→ **INSTRUCTIONS TO FOLLOW**
From the entries that follow, copy every line with the word "into".

Stored data:
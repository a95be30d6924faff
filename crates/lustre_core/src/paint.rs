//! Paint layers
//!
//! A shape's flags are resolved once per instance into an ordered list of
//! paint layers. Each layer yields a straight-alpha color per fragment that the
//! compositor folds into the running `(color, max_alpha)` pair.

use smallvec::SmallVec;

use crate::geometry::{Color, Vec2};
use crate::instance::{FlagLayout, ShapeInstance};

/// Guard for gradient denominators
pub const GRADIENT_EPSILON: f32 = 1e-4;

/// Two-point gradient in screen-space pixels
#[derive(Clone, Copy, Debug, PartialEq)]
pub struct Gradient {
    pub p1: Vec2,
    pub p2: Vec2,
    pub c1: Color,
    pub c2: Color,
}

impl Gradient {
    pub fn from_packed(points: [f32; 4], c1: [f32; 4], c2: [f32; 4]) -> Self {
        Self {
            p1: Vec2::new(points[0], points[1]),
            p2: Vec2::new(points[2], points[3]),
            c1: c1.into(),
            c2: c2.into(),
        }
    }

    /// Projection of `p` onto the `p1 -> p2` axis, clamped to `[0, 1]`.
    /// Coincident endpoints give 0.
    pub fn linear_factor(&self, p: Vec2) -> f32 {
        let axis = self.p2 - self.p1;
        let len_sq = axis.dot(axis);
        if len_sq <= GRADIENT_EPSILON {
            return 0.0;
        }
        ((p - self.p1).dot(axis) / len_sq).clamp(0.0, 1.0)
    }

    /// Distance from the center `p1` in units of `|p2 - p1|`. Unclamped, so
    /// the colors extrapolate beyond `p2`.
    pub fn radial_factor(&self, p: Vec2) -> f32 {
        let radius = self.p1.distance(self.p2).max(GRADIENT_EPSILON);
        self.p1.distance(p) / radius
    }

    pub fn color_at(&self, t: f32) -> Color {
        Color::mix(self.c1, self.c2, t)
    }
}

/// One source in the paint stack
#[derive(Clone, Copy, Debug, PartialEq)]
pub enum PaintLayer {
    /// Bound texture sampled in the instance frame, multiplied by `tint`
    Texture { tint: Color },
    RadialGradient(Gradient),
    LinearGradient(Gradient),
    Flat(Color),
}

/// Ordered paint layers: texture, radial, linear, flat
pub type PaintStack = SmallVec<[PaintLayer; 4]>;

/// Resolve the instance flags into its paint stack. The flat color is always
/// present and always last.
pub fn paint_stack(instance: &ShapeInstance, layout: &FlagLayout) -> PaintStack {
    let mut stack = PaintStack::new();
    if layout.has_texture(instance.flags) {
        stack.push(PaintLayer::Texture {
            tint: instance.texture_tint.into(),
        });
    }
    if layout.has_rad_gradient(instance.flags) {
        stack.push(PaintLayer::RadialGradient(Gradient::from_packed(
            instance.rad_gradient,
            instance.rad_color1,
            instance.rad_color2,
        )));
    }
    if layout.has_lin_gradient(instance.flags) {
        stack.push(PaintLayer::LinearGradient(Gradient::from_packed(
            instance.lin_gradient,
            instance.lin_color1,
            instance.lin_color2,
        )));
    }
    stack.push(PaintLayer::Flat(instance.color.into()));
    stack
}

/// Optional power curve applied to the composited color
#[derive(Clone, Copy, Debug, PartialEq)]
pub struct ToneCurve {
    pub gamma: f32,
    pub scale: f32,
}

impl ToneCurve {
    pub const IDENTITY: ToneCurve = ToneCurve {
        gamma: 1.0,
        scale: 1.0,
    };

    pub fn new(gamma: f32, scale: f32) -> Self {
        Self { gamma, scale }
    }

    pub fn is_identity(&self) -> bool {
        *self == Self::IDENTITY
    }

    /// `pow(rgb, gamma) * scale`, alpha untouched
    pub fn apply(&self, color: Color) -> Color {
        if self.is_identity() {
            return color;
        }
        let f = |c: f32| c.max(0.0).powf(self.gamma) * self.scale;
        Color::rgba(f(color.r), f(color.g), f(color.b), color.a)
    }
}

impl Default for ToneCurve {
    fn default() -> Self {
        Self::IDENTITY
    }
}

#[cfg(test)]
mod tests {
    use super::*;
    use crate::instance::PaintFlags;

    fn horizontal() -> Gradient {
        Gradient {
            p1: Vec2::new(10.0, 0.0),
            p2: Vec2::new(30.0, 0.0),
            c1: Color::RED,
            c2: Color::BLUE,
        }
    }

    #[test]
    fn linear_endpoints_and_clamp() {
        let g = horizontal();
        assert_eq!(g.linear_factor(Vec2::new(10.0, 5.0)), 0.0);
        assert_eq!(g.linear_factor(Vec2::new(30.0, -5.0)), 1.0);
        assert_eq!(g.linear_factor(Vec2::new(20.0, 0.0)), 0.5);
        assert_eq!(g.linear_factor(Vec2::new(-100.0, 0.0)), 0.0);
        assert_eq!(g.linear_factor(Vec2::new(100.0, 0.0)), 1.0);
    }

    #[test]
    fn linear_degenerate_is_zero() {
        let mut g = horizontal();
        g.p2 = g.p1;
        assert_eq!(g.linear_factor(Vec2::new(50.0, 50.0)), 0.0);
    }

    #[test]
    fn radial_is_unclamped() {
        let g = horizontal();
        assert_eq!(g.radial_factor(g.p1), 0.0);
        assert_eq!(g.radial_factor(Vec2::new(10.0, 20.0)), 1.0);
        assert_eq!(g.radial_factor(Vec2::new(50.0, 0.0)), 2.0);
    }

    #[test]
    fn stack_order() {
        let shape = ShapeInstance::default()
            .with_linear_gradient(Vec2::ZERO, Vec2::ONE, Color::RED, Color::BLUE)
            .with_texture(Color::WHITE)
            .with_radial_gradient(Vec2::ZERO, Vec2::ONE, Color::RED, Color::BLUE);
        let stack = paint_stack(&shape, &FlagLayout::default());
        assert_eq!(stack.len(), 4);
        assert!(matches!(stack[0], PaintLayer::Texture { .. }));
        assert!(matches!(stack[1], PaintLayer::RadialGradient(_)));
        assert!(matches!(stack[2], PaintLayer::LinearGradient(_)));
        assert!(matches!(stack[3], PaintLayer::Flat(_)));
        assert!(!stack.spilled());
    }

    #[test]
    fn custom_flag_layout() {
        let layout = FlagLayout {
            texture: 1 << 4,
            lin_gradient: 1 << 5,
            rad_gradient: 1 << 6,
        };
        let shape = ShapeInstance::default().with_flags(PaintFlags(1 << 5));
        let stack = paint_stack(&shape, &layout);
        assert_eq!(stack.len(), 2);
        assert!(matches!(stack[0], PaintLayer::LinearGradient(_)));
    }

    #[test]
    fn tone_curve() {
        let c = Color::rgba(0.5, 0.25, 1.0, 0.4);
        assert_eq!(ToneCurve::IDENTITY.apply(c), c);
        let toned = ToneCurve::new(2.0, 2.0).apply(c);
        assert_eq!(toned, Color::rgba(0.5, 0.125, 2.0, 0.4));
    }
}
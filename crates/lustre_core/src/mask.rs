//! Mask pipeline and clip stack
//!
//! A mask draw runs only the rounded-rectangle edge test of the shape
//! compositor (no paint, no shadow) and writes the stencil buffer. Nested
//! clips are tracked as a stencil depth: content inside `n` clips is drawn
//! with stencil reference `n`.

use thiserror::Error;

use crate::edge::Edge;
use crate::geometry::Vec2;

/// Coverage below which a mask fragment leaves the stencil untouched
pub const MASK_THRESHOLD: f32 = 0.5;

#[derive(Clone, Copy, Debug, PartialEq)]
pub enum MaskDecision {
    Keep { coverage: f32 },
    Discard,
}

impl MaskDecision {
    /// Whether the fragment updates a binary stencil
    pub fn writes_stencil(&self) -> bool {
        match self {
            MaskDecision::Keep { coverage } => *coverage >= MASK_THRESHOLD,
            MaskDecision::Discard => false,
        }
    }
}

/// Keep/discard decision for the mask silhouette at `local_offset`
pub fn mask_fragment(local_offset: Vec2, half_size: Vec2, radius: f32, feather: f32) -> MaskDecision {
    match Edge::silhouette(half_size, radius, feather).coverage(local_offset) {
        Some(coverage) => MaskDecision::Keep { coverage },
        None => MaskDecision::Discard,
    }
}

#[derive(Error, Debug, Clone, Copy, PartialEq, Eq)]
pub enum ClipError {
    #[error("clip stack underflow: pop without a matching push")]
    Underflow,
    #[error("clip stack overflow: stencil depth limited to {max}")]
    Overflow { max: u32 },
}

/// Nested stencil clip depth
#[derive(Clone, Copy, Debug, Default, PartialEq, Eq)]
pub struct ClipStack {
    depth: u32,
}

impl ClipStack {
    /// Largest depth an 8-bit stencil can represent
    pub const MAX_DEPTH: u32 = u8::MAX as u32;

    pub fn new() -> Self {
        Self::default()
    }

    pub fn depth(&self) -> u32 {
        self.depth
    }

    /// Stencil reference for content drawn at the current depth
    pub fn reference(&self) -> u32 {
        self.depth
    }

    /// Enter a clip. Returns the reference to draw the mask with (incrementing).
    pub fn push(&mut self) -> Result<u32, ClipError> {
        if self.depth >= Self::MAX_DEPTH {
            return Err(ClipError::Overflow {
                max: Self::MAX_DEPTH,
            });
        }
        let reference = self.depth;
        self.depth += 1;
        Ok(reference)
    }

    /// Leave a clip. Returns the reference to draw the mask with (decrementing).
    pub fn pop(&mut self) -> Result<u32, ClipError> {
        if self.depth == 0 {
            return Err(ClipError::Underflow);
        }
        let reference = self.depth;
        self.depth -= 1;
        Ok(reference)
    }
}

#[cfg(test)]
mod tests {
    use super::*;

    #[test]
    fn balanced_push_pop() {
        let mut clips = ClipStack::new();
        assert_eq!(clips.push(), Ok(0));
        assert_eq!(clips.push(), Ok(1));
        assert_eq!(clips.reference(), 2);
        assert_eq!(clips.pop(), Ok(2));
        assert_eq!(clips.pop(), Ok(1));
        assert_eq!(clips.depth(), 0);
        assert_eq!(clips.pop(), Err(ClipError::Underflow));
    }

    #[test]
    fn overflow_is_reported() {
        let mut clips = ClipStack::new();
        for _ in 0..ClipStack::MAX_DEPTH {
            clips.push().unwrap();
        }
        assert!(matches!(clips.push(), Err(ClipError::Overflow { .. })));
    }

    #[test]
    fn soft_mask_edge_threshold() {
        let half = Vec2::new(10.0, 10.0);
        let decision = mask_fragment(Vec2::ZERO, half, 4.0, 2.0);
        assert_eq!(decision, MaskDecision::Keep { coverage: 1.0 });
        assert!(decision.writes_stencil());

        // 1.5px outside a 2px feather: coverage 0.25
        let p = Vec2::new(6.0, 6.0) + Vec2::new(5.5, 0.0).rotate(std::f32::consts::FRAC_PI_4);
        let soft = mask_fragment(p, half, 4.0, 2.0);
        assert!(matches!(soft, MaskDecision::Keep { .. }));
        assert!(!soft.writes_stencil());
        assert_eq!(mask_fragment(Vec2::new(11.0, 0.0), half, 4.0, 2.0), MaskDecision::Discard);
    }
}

→ **OUTPUT**
//! A shape's flags are resolved once per instance into an ordered list of
//! compositor folds into the running `(color, max_alpha)` pair.
            c1: c1.into(),
            c2: c2.into(),
/// Resolve the instance flags into its paint stack. The flat color is always
            tint: instance.texture_tint.into(),
    stack.push(PaintLayer::Flat(instance.color.into()));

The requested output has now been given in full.